Only the lines holding "SourceOutOfBounds" are wanted. Copy every one from the records below.

========================================

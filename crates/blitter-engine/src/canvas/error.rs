use std::fmt;

use crate::atlas::ImageHandle;
use crate::coords::Rect;

/// Failures raised by [`Canvas`](super::Canvas).
#[derive(Debug, Clone, PartialEq)]
pub enum CanvasError {
    /// The handle was not issued by this canvas.
    UnknownImage(ImageHandle),
    /// Target dimensions must be non-zero.
    InvalidSize { width: u32, height: u32 },
    /// The source rect reaches outside the source image.
    SourceOutOfBounds { image: ImageHandle, source: Rect },
}

impl fmt::Display for CanvasError {
    fn fmt(&self, f: &mut fmt::Formatter<'_>) -> fmt::Result {
        match self {
            CanvasError::UnknownImage(h) => write!(f, "unknown image handle {}", h.0),
            CanvasError::InvalidSize { width, height } => {
                write!(f, "invalid canvas size {width}x{height}")
            }
            CanvasError::SourceOutOfBounds { image, source } => write!(
                f,
                "source rect ({}, {}, {}, {}) outside image {}",
                source.origin.x, source.origin.y, source.size.x, source.size.y, image.0
            ),
        }
    }
}

impl std::error::Error for CanvasError {}
use crate::atlas::Frame;
use crate::coords::Vec2;

/// A single sprite instance owned by a [`Blitter`](super::Blitter).
///
/// Position is local to the container.
#[derive(Debug, Clone, PartialEq)]
pub struct Bob {
    pub position: Vec2,
    pub frame: Frame,
    pub flip_x: bool,
    pub flip_y: bool,
    pub visible: bool,
    alpha: f32,
}

impl Bob {
    pub fn new(x: f32, y: f32, frame: Frame) -> Self {
        Self {
            position: Vec2::new(x, y),
            frame,
            flip_x: false,
            flip_y: false,
            visible: true,
            alpha: 1.0,
        }
    }

    #[inline]
    pub fn with_flip_x(mut self, flip: bool) -> Self {
        self.flip_x = flip;
        self
    }

    #[inline]
    pub fn with_flip_y(mut self, flip: bool) -> Self {
        self.flip_y = flip;
        self
    }

    #[inline]
    pub fn with_alpha(mut self, alpha: f32) -> Self {
        self.set_alpha(alpha);
        self
    }

    #[inline]
    pub fn set_flip(&mut self, x: bool, y: bool) {
        self.flip_x = x;
        self.flip_y = y;
    }

    #[inline]
    pub fn reset_flip(&mut self) {
        self.set_flip(false, false);
    }

    #[inline]
    pub fn set_position(&mut self, x: f32, y: f32) {
        self.position = Vec2::new(x, y);
    }

    /// Alpha in `[0, 1]`. Out-of-range values are clamped.
    #[inline]
    pub fn set_alpha(&mut self, alpha: f32) {
        self.alpha = alpha.clamp(0.0, 1.0);
    }

    #[inline]
    pub fn alpha(&self) -> f32 {
        self.alpha
    }

    /// True if this bob belongs in the render list.
    #[inline]
    pub fn is_drawable(&self) -> bool {
        self.visible && self.alpha > 0.0
    }
}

========================================

ANSWER FOR THIS EXERCISE:
    SourceOutOfBounds { image: ImageHandle, source: Rect },
            CanvasError::SourceOutOfBounds { image, source } => write!(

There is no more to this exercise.